§ Brief: Extract, from the records beneath this instruction, each line that contains the word "values".

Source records
§ §

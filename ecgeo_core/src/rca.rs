//! Revealed comparative advantage (Balassa index).
//!
//! The export matrix has one row per product/task and one column per region:
//!
//! ```text
//!         | Ctry1  Ctry2  Ctry3  Ctry4
//! --------+----------------------------
//! Prod1   |
//! Prod2   |
//! Prod3   |
//! ```
//!
//! `RCA[i,r] = (x[i,r] / X_r) / (X_i / X)`. Negative exports count as zero.
//! A region with no exports, or a product nobody exports, gets RCA 0.

use std::fmt;
use std::str::FromStr;

use ndarray::{Array2, ArrayView2, Zip};
use serde::{Deserialize, Serialize};

use crate::error::{GeoError, GeoResult};
use crate::matrix::{binarize, clamp_non_negative, col_sums, deterministic_sum_iter, row_sums};

/// What the caller's matrix holds.
#[derive(Debug, Clone, Copy, PartialEq, Eq, Hash, Serialize, Deserialize)]
pub enum InputType {
    /// Raw regional exports; the RCA transform is applied first.
    Export,
    /// Pre-computed RCA values, used as-is.
    #[serde(rename = "RCA")]
    Rca,
}

impl InputType {
    pub fn as_str(&self) -> &'static str {
        match self {
            InputType::Export => "Export",
            InputType::Rca => "RCA",
        }
    }

    /// Produce the RCA matrix for `mat` according to the input type.
    pub fn resolve(&self, mat: ArrayView2<'_, f64>) -> GeoResult<Array2<f64>> {
        match self {
            InputType::Export => rca(mat),
            InputType::Rca => Ok(mat.to_owned()),
        }
    }
}

impl fmt::Display for InputType {
    fn fmt(&self, f: &mut fmt::Formatter<'_>) -> fmt::Result {
        write!(f, "{}", self.as_str())
    }
}

impl FromStr for InputType {
    type Err = GeoError;

    fn from_str(s: &str) -> Result<Self, Self::Err> {
        match s {
            "Export" => Ok(InputType::Export),
            "RCA" => Ok(InputType::Rca),
            _ => Err(GeoError::invalid_argument(
                "input_type",
                s,
                "one of 'RCA', 'Export'",
            )),
        }
    }
}

/// Compute RCA from gross exports.
///
/// The caller's matrix is not modified; negative entries are clamped on a copy.
///
/// # Errors
///
/// Returns [`GeoError::DegenerateData`] when the grand total of exports is not
/// positive.
///
/// # Examples
///
/// ```
/// use ecgeo_core::rca::rca;
/// use ndarray::arr2;
///
/// let exports = arr2(&[[100.0, 300.0], [100.0, 100.0]]);
/// let values = rca(exports.view()).unwrap();
/// assert!(values[[0, 1]] > 1.0);
/// ```
pub fn rca(exports: ArrayView2<'_, f64>) -> GeoResult<Array2<f64>> {
    let exports = clamp_non_negative(exports);

    let region_totals = col_sums(exports.view());
    let item_totals = row_sums(exports.view());
    let grand_total = deterministic_sum_iter(region_totals.iter().copied());
    if !(grand_total > 0.0) {
        return Err(GeoError::degenerate(
            "rca",
            "the export matrix has no positive values",
        ));
    }

    let mut values = Array2::zeros(exports.dim());
    Zip::indexed(&mut values)
        .and(&exports)
        .for_each(|(i, r), out, &x| {
            let region_total = region_totals[r];
            let world_share = item_totals[i] / grand_total;
            *out = if region_total > 0.0 && world_share > 0.0 {
                (x / region_total) / world_share
            } else {
                0.0
            };
        });

    Ok(values)
}

/// 0/1 matrix marking where a region has comparative advantage (RCA ≥ 1).
pub fn is_rca(exports: ArrayView2<'_, f64>) -> GeoResult<Array2<f64>> {
    let values = rca(exports)?;
    Ok(binarize(values.view()))
}

/// Boolean variant of [`is_rca`].
pub fn is_rca_bool(exports: ArrayView2<'_, f64>) -> GeoResult<Array2<bool>> {
    let values = rca(exports)?;
    Ok(values.mapv(|v| v >= 1.0))
}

§ §

§ Exercise output:
    /// Pre-computed RCA values, used as-is.
/// let values = rca(exports.view()).unwrap();
/// assert!(values[[0, 1]] > 1.0);
            "the export matrix has no positive values",
    let mut values = Array2::zeros(exports.dim());
    Zip::indexed(&mut values)
    Ok(values)
    let values = rca(exports)?;
    Ok(binarize(values.view()))
    let values = rca(exports)?;
    Ok(values.mapv(|v| v >= 1.0))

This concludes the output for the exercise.